It is increasingly possible that the banking industry could see an increase in merger-of-equals transactions.
Industry insiders have discussed the pending rise of low-premium merger-of-equals transactions over the last several years, including whether they will become more common. They have debated the pros and cons of MOEs, such as the financial attributes and the ability to overcome the social and governance issues after the transaction.
But given that four of the five largest transactions in 2019 have been MOEs (along with several between traditional community banks), our experience indicates that parties seem more willing to find a middle ground that benefits everyone.
The financial, legal and social aspects of MOEs are radically different compared to more traditional acquisitions. These factors can lead to MOEs being more difficult to negotiate in the beginning of the process, taking longer to integrate and subjecting the resulting company to more risk compared to traditional acquisitions.

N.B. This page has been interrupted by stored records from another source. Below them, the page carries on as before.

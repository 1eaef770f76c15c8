use std::collections::BTreeMap;
use std::fs;
use std::path::{Path, PathBuf};
use std::time::Duration;

use anyhow::{Context, Result};
use serde::{Deserialize, Serialize};

use crate::map::geo::LatLng;
use crate::map::overlay::{MapDefaults, DEFAULT_CENTER, DEFAULT_FIT_PADDING_PX, DEFAULT_ZOOM};
use crate::map::style::TileLayer;

pub const API_URL_ENV: &str = "GREENROUTE_API_URL";

#[derive(Debug, Clone, Default, Serialize, Deserialize)]
pub struct Config {
    #[serde(default)]
    pub backend: BackendConfig,
    #[serde(default)]
    pub polling: PollingConfig,
    #[serde(default)]
    pub map: MapConfig,
    #[serde(default)]
    pub history: HistoryConfig,
}

#[derive(Debug, Clone, Serialize, Deserialize)]
pub struct BackendConfig {
    #[serde(default = "default_base_url")]
    pub base_url: String,
    #[serde(default = "default_timeout_secs")]
    pub timeout_secs: u64,
    #[serde(default = "default_connect_timeout_secs")]
    pub connect_timeout_secs: u64,
    #[serde(default = "default_user_agent")]
    pub user_agent: String,
}

#[derive(Debug, Clone, Serialize, Deserialize)]
pub struct PollingConfig {
    #[serde(default = "default_poll_interval_ms")]
    pub health_interval_ms: u64,
    #[serde(default = "default_poll_interval_ms")]
    pub simulation_interval_ms: u64,
}

#[derive(Debug, Clone, Serialize, Deserialize)]
pub struct MapConfig {
    #[serde(default = "default_container")]
    pub container: String,
    #[serde(default = "default_center")]
    pub center: LatLng,
    #[serde(default = "default_zoom")]
    pub zoom: u8,
    #[serde(default = "default_fit_padding")]
    pub fit_padding_px: u32,
    #[serde(default = "default_tile_url")]
    pub tile_url: String,
    #[serde(default = "default_tile_attribution")]
    pub tile_attribution: String,
    #[serde(default = "default_max_zoom")]
    pub max_zoom: u8,
}

/// Per-route coordinates for drawing delivery logs; the history feed carries no geometry.
#[derive(Debug, Clone, Default, Serialize, Deserialize)]
pub struct HistoryConfig {
    #[serde(default)]
    pub geometry: BTreeMap<String, Vec<LatLng>>,
}

#[derive(Debug, Clone, Default)]
pub struct ConfigOverrides {
    pub base_url: Option<String>,
}

impl Config {
    pub fn default_path() -> PathBuf {
        let home = dirs::home_dir().unwrap_or_else(|| PathBuf::from("."));
        home.join(".config/greenroute/config.toml")
    }

    pub fn load(path: Option<&Path>) -> Result<Self> {
        let path = path
            .map(|p| p.to_path_buf())
            .unwrap_or_else(Self::default_path);
        if !path.exists() {
            return Ok(Self::default());
        }
        let data = fs::read_to_string(&path)
            .with_context(|| format!("failed reading config: {}", path.display()))?;
        let parsed: Self = toml::from_str(&data)
            .with_context(|| format!("failed parsing TOML config: {}", path.display()))?;
        Ok(parsed)
    }

    /// Environment first, then explicit overrides, so CLI flags win.
    pub fn apply_overrides(&mut self, overrides: ConfigOverrides) {
        if let Ok(url) = std::env::var(API_URL_ENV) {
            if !url.trim().is_empty() {
                self.backend.base_url = url.trim().to_string();
            }
        }
        if let Some(base_url) = overrides.base_url {
            self.backend.base_url = base_url;
        }
    }

    pub fn write_template(path: &Path) -> Result<()> {
        if let Some(parent) = path.parent() {
            fs::create_dir_all(parent).with_context(|| {
                format!("failed creating config directory: {}", parent.display())
            })?;
        }
        fs::write(path, Self::default_template())
            .with_context(|| format!("failed writing config template: {}", path.display()))
    }

    pub fn default_template() -> String {
        let template = r#"[backend]
base_url = "http://localhost:8000"
timeout_secs = 15
connect_timeout_secs = 5
user_agent = "greenroute-dashboard/0.1"

[polling]
health_interval_ms = 5000
simulation_interval_ms = 5000

[map]
container = "map"
center = [40.7128, -74.0060]
zoom = 11
fit_padding_px = 50
tile_url = "https://{s}.basemaps.cartocdn.com/dark_all/{z}/{x}/{y}{r}.png"
tile_attribution = "&copy; OpenStreetMap contributors &copy; CARTO"
max_zoom = 19

# Coordinates used to draw a delivery log, keyed by route id.
[history.geometry]
# R-101 = [[40.7128, -74.0060], [40.7200, -74.0500], [40.7357, -74.1724]]
"#;
        template.to_string()
    }
}

impl BackendConfig {
    pub fn timeout(&self) -> Duration {
        Duration::from_secs(self.timeout_secs.max(1))
    }

    pub fn connect_timeout(&self) -> Duration {
        Duration::from_secs(self.connect_timeout_secs.max(1))
    }
}

impl PollingConfig {
    pub fn health_interval(&self) -> Duration {
        Duration::from_millis(self.health_interval_ms.max(1))
    }

    pub fn simulation_interval(&self) -> Duration {
        Duration::from_millis(self.simulation_interval_ms.max(1))
    }
}

impl From<&MapConfig> for MapDefaults {
    fn from(value: &MapConfig) -> Self {
        Self {
            container: value.container.clone(),
            center: value.center,
            zoom: value.zoom,
            fit_padding_px: value.fit_padding_px,
            tiles: TileLayer {
                url_template: value.tile_url.clone(),
                attribution: value.tile_attribution.clone(),
                max_zoom: value.max_zoom,
            },
        }
    }
}

impl Default for BackendConfig {
    fn default() -> Self {
        Self {
            base_url: default_base_url(),
            timeout_secs: default_timeout_secs(),
            connect_timeout_secs: default_connect_timeout_secs(),
            user_agent: default_user_agent(),
        }
    }
}

impl Default for PollingConfig {
    fn default() -> Self {
        Self {
            health_interval_ms: default_poll_interval_ms(),
            simulation_interval_ms: default_poll_interval_ms(),
        }
    }
}

impl Default for MapConfig {
    fn default() -> Self {
        Self {
            container: default_container(),
            center: default_center(),
            zoom: default_zoom(),
            fit_padding_px: default_fit_padding(),
            tile_url: default_tile_url(),
            tile_attribution: default_tile_attribution(),
            max_zoom: default_max_zoom(),
        }
    }
}

fn default_base_url() -> String {
    "http://localhost:8000".to_string()
}

fn default_timeout_secs() -> u64 {
    15
}

fn default_connect_timeout_secs() -> u64 {
    5
}

fn default_user_agent() -> String {
    "greenroute-dashboard/0.1".to_string()
}

fn default_poll_interval_ms() -> u64 {
    5000
}

fn default_container() -> String {
    MapDefaults::default().container
}

fn default_center() -> LatLng {
    DEFAULT_CENTER
}

fn default_zoom() -> u8 {
    DEFAULT_ZOOM
}

fn default_fit_padding() -> u32 {
    DEFAULT_FIT_PADDING_PX
}

fn default_tile_url() -> String {
    MapDefaults::default().tiles.url_template
}

fn default_tile_attribution() -> String {
    MapDefaults::default().tiles.attribution
}

fn default_max_zoom() -> u8 {
    MapDefaults::default().tiles.max_zoom
}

Organizations contemplating an MOE transaction should consider these important factors at the beginning of the negotiations:
Executive team. It should come as no surprise that the makeup of the pro forma management team can be one of the most critical decisions for the transaction. Early in the process, the two sides need to work together and be realistic on a fair mix of post-transaction positions, and set expectations for the current executive teams of their roles going forward. This will help convince shareholders of the rationales of the transaction, as well as provide continuity in the resulting company.
Board members. In our experience, it is important to have key members of both boards interacting with one another before the parties get too far in discussions. This helps solidify the other governance and social decisions that will need to be made, or will demonstrate that the two companies are not ready to combine. The comfort level of key directors with one another at the outset will help lay the groundwork for a better-functioning and knowledgeable board post-transaction.

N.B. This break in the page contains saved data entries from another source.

//! Headless map engine that keeps the drawn layer set in memory.
//!
//! Used by the `render` command to print what a browser map would show, and by
//! tests to assert on layer lifecycle and viewport framing.

use std::cell::Cell;
use std::collections::BTreeMap;

use serde::Serialize;

use crate::map::geo::{LatLng, LatLngBounds};
use crate::map::style::{MarkerStyle, PolylineStyle, TileLayer, Tooltip};
use crate::map::surface::{LayerHandle, MapEngine, MapSurface};

#[derive(Debug, Clone, Serialize, PartialEq)]
#[serde(tag = "kind", rename_all = "snake_case")]
pub enum DrawnElement {
    Tiles { layer: TileLayer },
    Polyline { path: Vec<LatLng>, style: PolylineStyle },
    CircleMarker { at: LatLng, style: MarkerStyle },
}

impl DrawnElement {
    pub fn kind(&self) -> &'static str {
        match self {
            Self::Tiles { .. } => "tiles",
            Self::Polyline { .. } => "polyline",
            Self::CircleMarker { .. } => "circle_marker",
        }
    }
}

#[derive(Debug, Clone, Serialize, PartialEq)]
pub struct DrawnLayer {
    pub handle: LayerHandle,
    pub element: DrawnElement,
    pub tooltip: Option<Tooltip>,
}

#[derive(Debug, Clone, Serialize, PartialEq)]
#[serde(tag = "mode", rename_all = "snake_case")]
pub enum Viewport {
    Centered { center: LatLng, zoom: u8 },
    Fitted { bounds: LatLngBounds, padding_px: u32 },
}

#[derive(Debug, Clone, Serialize)]
pub struct SurfaceSnapshot {
    pub container: String,
    pub viewport: Viewport,
    pub layers: Vec<DrawnLayer>,
}

#[derive(Debug, Clone)]
pub struct RecordingSurface {
    container: String,
    next_handle: u64,
    layers: BTreeMap<LayerHandle, DrawnLayer>,
    viewport: Viewport,
}

impl RecordingSurface {
    pub fn new(container: &str, center: LatLng, zoom: u8) -> Self {
        Self {
            container: container.to_string(),
            next_handle: 1,
            layers: BTreeMap::new(),
            viewport: Viewport::Centered { center, zoom },
        }
    }

    pub fn container(&self) -> &str {
        &self.container
    }

    pub fn viewport(&self) -> &Viewport {
        &self.viewport
    }

    pub fn layer(&self, handle: LayerHandle) -> Option<&DrawnLayer> {
        self.layers.get(&handle)
    }

    pub fn layers(&self) -> impl Iterator<Item = &DrawnLayer> {
        self.layers.values()
    }

    pub fn tile_layer_count(&self) -> usize {
        self.count_kind("tiles")
    }

    pub fn polyline_count(&self) -> usize {
        self.count_kind("polyline")
    }

    pub fn marker_count(&self) -> usize {
        self.count_kind("circle_marker")
    }

    pub fn snapshot(&self) -> SurfaceSnapshot {
        SurfaceSnapshot {
            container: self.container.clone(),
            viewport: self.viewport.clone(),
            layers: self.layers.values().cloned().collect(),
        }
    }

    fn count_kind(&self, kind: &str) -> usize {
        self.layers
            .values()
            .filter(|layer| layer.element.kind() == kind)
            .count()
    }

    fn insert(&mut self, element: DrawnElement) -> LayerHandle {
        let handle = LayerHandle::from_raw(self.next_handle);
        self.next_handle += 1;
        self.layers.insert(
            handle,
            DrawnLayer {
                handle,
                element,
                tooltip: None,
            },
        );
        handle
    }
}

impl MapSurface for RecordingSurface {
    fn add_tile_layer(&mut self, layer: &TileLayer) -> LayerHandle {
        self.insert(DrawnElement::Tiles {
            layer: layer.clone(),
        })
    }

    fn add_polyline(&mut self, path: &[LatLng], style: &PolylineStyle) -> LayerHandle {
        self.insert(DrawnElement::Polyline {
            path: path.to_vec(),
            style: style.clone(),
        })
    }

    fn add_circle_marker(&mut self, at: LatLng, style: &MarkerStyle) -> LayerHandle {
        self.insert(DrawnElement::CircleMarker {
            at,
            style: style.clone(),
        })
    }

    fn bind_tooltip(&mut self, layer: LayerHandle, tooltip: &Tooltip) {
        if let Some(entry) = self.layers.get_mut(&layer) {
            entry.tooltip = Some(tooltip.clone());
        }
    }

    fn remove_layer(&mut self, layer: LayerHandle) {
        self.layers.remove(&layer);
    }

    fn fit_bounds(&mut self, bounds: LatLngBounds, padding_px: u32) {
        self.viewport = Viewport::Fitted { bounds, padding_px };
    }

    fn set_view(&mut self, center: LatLng, zoom: u8) {
        self.viewport = Viewport::Centered { center, zoom };
    }
}

#[derive(Debug)]
pub struct RecordingEngine {
    available: bool,
    created: Cell<usize>,
}

impl RecordingEngine {
    pub fn new() -> Self {
        Self {
            available: true,
            created: Cell::new(0),
        }
    }

    /// An engine that never produces a surface, as when no renderer is loaded.
    pub fn unavailable() -> Self {
        Self {
            available: false,
            created: Cell::new(0),
        }
    }

    pub fn instances_created(&self) -> usize {
        self.created.get()
    }
}

impl Default for RecordingEngine {
    fn default() -> Self {
        Self::new()
    }
}

impl MapEngine for RecordingEngine {
    type Surface = RecordingSurface;

    fn create_surface(&self, container: &str, center: LatLng, zoom: u8) -> Option<RecordingSurface> {
        if !self.available {
            return None;
        }
        self.created.set(self.created.get() + 1);
        Some(RecordingSurface::new(container, center, zoom))
    }
}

The resulting board’s size, mix and makeup is critically important from the governance side. These items are generally agreed upon in the merger agreement, as well as in any needed changes to the surviving entity’s governance documents. We’ve been involved in MOEs over the years and applaud the recent increase in director involvement.
Structure. Generally, MOEs are all-stock transactions. Financial advisors need to carefully model the transaction based on which party survives as the legal entity. The parties need to understand that as low-premium transactions, even small movements in the stock price of either bank prior to announcement may complicate the exchange rate that would be acceptable to shareholders. This must be carefully monitored; it is imperative that the parties move as efficiently as possible.
Marketing/branding. In some MOEs, the parties rebrand with a new name and logo at closing. We’ve found that this generally turns out to be more time consuming and complicated than originally expected. Consultants may be hired, names need to be cleared for intellectual property rights, and both parties need to agree on the best name — which is easier said than done.
Lags in the process can complicate the necessary conversions to close the deal, and the parties may need to operate under their existing names for a period of time after closing. This can be cumbersome operationally, confusing to customers and not provide the initial marketing effect originally planned.
Employment arrangements. In MOEs, there are employees from both sides who will not be offered employment post-transaction. It is important to evaluate early on how the transaction will affect the equity plans, employment arrangements and general benefit plans for both parties. Decisions will need to be made regarding how employees from the two sides will be treated in the transaction, regardless of what the current agreements provide and whether employees remain after the transaction.
Operating contracts. Since the parties in an MOE tend to be similarly sized, the parties need to review their contracts closely to determine if there are change-in-control provisions that may be triggered — even on the acquirer’s side. This is also an opportunity to choose preferred providers for services and negotiate new arrangements.
Merger agreement. The merger agreement for MOEs can actually be easier for both parties. The social and governance issues are already agreed to, and the legal provisions for each side are reciprocal — so don’t ask for something you would not expect to give!